EXERCISE GOAL: Your task is to copy the stretch of lines in the records below that begins with the line containing "as an integer" and ends with the line containing "re-running the generation.", exactly as written, with nothing added.

DATA TO USE:
▼

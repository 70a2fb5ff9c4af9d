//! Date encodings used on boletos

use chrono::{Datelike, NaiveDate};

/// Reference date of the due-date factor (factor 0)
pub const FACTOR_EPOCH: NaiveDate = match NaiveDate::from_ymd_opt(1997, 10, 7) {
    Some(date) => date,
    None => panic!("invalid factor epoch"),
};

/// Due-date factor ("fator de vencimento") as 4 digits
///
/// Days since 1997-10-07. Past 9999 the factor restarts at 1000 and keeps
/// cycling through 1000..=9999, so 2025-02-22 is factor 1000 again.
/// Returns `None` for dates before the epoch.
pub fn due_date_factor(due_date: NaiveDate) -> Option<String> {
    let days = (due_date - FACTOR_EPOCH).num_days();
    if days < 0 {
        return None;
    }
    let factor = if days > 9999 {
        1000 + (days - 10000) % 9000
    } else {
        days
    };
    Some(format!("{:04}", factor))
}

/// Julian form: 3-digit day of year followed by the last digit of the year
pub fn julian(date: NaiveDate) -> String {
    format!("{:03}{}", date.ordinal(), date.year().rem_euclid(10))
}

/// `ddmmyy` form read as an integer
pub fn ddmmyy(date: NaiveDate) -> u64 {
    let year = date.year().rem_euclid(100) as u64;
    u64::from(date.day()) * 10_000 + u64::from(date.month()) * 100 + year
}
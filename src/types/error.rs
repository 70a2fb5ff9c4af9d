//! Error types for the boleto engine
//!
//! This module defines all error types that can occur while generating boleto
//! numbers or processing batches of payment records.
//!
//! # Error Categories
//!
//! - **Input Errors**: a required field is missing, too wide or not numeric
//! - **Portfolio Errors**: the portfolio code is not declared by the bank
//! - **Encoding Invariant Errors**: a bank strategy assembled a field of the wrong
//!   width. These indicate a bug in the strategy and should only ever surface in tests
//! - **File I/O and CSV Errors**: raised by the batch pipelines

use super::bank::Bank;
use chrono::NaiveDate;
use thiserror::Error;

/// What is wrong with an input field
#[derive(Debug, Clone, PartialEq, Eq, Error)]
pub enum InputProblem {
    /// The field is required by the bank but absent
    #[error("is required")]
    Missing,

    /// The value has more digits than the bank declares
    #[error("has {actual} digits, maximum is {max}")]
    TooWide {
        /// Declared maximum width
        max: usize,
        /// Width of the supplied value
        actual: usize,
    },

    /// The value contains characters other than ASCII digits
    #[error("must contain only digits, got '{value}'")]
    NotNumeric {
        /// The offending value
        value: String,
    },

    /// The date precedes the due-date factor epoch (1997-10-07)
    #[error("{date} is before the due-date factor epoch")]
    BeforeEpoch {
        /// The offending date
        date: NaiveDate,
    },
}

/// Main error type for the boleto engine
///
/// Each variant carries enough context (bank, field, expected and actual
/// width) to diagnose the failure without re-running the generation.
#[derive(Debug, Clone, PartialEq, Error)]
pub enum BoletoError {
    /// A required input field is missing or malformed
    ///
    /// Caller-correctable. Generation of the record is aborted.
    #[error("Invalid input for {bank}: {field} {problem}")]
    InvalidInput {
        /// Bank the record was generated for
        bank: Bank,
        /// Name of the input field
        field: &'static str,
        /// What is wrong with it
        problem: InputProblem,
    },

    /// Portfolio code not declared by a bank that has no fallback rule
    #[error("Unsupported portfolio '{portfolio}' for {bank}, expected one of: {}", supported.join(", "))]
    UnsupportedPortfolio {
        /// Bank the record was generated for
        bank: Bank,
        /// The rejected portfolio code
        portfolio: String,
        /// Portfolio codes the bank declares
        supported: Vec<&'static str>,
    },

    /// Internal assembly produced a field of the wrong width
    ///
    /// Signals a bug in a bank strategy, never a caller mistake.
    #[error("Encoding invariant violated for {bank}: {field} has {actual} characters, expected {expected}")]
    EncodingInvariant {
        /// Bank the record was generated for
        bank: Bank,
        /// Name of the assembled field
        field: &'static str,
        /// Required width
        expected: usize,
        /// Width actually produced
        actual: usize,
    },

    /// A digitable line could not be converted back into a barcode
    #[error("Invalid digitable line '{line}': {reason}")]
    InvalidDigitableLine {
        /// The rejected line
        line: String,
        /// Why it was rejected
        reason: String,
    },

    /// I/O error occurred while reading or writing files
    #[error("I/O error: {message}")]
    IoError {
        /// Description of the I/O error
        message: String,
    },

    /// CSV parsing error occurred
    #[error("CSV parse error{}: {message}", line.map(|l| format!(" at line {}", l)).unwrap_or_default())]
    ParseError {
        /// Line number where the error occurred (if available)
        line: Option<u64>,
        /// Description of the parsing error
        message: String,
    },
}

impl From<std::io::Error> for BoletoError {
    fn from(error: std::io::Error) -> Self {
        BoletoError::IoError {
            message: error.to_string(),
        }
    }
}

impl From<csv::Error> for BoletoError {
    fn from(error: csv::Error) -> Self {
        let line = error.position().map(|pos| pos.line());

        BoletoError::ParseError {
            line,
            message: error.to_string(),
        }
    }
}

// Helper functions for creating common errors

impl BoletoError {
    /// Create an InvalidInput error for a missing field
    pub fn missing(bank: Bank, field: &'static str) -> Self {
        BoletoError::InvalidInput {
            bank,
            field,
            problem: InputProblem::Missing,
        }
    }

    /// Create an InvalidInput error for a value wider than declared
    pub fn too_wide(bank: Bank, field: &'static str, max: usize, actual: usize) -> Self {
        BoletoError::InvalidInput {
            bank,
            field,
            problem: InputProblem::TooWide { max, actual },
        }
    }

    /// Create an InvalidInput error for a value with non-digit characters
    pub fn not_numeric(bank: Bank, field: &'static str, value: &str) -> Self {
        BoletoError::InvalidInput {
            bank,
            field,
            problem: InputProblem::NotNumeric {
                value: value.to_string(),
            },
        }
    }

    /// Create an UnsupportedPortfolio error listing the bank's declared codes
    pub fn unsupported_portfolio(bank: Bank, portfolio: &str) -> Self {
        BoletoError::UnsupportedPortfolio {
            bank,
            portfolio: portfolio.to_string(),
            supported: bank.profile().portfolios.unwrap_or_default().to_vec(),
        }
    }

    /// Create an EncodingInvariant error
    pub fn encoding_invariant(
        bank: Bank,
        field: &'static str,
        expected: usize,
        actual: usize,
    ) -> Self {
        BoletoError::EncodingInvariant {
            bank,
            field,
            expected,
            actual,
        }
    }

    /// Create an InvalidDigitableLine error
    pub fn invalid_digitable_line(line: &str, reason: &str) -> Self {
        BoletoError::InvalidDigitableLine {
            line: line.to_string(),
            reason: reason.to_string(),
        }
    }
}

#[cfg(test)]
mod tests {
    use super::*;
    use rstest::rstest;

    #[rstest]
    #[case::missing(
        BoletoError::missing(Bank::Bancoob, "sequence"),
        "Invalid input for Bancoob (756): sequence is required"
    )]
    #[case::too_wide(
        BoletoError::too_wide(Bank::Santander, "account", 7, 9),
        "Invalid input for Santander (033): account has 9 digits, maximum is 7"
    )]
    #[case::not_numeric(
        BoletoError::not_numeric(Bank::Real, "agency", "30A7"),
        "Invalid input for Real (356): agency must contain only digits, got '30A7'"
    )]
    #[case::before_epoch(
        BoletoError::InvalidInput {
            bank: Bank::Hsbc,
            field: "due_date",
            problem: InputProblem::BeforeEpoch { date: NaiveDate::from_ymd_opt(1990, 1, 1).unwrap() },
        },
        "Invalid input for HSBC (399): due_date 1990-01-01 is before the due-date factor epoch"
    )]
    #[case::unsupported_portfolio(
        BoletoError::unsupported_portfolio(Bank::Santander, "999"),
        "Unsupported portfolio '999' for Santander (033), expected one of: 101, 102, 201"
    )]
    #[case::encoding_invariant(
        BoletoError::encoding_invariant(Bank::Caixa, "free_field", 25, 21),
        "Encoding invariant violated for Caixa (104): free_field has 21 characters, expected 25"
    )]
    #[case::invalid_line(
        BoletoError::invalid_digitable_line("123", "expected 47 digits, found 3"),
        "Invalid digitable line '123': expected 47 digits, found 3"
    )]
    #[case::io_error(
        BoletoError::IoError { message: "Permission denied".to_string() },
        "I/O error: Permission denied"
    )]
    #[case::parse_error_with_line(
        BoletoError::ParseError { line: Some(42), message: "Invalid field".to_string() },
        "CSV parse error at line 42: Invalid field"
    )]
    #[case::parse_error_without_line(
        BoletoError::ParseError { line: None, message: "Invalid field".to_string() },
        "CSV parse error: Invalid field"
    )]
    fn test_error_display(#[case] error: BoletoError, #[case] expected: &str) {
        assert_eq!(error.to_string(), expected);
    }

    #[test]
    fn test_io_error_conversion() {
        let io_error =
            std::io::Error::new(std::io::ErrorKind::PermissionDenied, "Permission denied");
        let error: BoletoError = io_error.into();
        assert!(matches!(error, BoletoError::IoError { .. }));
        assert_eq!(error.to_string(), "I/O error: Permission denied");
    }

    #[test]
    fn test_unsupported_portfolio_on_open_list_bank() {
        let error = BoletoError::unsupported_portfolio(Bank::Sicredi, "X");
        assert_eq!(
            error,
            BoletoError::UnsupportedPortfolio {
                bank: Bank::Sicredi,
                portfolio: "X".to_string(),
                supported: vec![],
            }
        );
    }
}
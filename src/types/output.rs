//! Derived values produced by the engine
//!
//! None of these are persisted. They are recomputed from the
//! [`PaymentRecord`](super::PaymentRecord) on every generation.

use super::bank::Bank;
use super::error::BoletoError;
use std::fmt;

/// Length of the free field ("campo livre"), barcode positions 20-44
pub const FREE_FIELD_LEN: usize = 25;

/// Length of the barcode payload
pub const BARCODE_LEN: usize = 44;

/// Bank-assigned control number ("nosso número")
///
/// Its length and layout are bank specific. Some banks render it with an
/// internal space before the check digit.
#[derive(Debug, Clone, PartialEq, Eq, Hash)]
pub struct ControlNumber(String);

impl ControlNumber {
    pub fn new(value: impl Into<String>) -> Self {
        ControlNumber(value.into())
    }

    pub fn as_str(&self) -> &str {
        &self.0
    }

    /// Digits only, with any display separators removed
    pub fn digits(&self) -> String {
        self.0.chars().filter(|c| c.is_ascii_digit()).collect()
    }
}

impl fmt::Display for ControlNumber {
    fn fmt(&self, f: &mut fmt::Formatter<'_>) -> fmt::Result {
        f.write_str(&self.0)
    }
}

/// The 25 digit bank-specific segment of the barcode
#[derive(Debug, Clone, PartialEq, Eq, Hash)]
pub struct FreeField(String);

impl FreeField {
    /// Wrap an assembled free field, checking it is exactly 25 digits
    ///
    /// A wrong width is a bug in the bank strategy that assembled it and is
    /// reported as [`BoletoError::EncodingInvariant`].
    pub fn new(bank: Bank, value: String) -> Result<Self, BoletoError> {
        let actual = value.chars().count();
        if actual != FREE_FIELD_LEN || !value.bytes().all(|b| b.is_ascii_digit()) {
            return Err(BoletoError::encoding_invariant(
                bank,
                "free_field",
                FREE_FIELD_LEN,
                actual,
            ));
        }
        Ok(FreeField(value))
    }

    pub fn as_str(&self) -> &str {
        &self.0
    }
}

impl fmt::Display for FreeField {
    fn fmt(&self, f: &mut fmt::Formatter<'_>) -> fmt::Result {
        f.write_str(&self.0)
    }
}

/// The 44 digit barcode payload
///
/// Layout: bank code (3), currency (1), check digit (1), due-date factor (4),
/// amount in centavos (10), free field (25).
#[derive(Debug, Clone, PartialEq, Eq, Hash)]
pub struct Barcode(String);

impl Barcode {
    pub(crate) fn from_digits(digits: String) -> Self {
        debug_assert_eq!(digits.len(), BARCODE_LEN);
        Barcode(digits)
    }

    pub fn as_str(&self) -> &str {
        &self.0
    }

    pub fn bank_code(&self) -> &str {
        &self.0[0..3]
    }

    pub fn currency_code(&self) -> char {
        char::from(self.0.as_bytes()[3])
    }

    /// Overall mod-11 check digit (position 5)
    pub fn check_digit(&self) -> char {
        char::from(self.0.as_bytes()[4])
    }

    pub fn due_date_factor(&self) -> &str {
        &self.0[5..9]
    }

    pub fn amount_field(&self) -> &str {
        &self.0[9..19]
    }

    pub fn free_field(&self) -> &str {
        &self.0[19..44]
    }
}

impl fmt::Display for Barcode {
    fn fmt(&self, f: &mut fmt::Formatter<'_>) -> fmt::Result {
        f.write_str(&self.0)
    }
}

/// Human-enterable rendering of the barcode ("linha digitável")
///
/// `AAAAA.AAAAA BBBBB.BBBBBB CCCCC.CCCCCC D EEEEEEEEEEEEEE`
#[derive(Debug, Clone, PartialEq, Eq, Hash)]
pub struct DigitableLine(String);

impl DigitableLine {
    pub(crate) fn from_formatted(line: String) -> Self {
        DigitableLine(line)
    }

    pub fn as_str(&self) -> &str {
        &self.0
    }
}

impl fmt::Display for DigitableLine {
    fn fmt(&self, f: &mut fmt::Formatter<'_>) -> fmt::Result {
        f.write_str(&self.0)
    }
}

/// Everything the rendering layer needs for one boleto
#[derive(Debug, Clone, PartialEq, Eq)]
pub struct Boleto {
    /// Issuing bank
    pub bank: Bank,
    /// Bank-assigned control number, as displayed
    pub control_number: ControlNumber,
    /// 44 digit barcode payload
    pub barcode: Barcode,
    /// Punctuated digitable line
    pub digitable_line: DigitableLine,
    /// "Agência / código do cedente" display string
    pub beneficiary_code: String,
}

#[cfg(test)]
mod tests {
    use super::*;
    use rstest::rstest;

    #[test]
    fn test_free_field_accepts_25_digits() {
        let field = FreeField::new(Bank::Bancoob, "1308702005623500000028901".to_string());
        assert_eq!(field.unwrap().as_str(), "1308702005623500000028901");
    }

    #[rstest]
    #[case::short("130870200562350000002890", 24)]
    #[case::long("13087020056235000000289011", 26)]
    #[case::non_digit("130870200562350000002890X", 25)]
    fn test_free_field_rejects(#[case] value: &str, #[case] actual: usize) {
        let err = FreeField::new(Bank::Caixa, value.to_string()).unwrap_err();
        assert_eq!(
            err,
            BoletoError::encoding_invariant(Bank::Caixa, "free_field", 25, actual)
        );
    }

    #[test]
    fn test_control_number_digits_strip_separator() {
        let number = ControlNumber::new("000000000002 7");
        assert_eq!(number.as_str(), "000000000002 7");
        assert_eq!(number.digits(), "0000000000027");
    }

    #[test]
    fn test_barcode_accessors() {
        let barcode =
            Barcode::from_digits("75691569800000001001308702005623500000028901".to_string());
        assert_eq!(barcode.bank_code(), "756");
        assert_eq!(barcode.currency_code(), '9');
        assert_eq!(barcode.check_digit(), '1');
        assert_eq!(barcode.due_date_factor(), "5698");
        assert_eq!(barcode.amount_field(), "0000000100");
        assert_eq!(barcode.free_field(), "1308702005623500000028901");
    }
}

▲

EXERCISE ANSWER:
/// `ddmmyy` form read as an integer
pub fn ddmmyy(date: NaiveDate) -> u64 {
    let year = date.year().rem_euclid(100) as u64;
    u64::from(date.day()) * 10_000 + u64::from(date.month()) * 100 + year
}
filename src/types/error.rs
repository 70a2fb5ff9c4af9d
//! Error types for the boleto engine
//!
//! This module defines all error types that can occur while generating boleto
//! numbers or processing batches of payment records.
//!
//! # Error Categories
//!
//! - **Input Errors**: a required field is missing, too wide or not numeric
//! - **Portfolio Errors**: the portfolio code is not declared by the bank
//! - **Encoding Invariant Errors**: a bank strategy assembled a field of the wrong
//!   width. These indicate a bug in the strategy and should only ever surface in tests
//! - **File I/O and CSV Errors**: raised by the batch pipelines

use super::bank::Bank;
use chrono::NaiveDate;
use thiserror::Error;

/// What is wrong with an input field
#[derive(Debug, Clone, PartialEq, Eq, Error)]
pub enum InputProblem {
    /// The field is required by the bank but absent
    #[error("is required")]
    Missing,

    /// The value has more digits than the bank declares
    #[error("has {actual} digits, maximum is {max}")]
    TooWide {
        /// Declared maximum width
        max: usize,
        /// Width of the supplied value
        actual: usize,
    },

    /// The value contains characters other than ASCII digits
    #[error("must contain only digits, got '{value}'")]
    NotNumeric {
        /// The offending value
        value: String,
    },

    /// The date precedes the due-date factor epoch (1997-10-07)
    #[error("{date} is before the due-date factor epoch")]
    BeforeEpoch {
        /// The offending date
        date: NaiveDate,
    },
}

/// Main error type for the boleto engine
///
/// Each variant carries enough context (bank, field, expected and actual
/// width) to diagnose the failure without re-running the generation.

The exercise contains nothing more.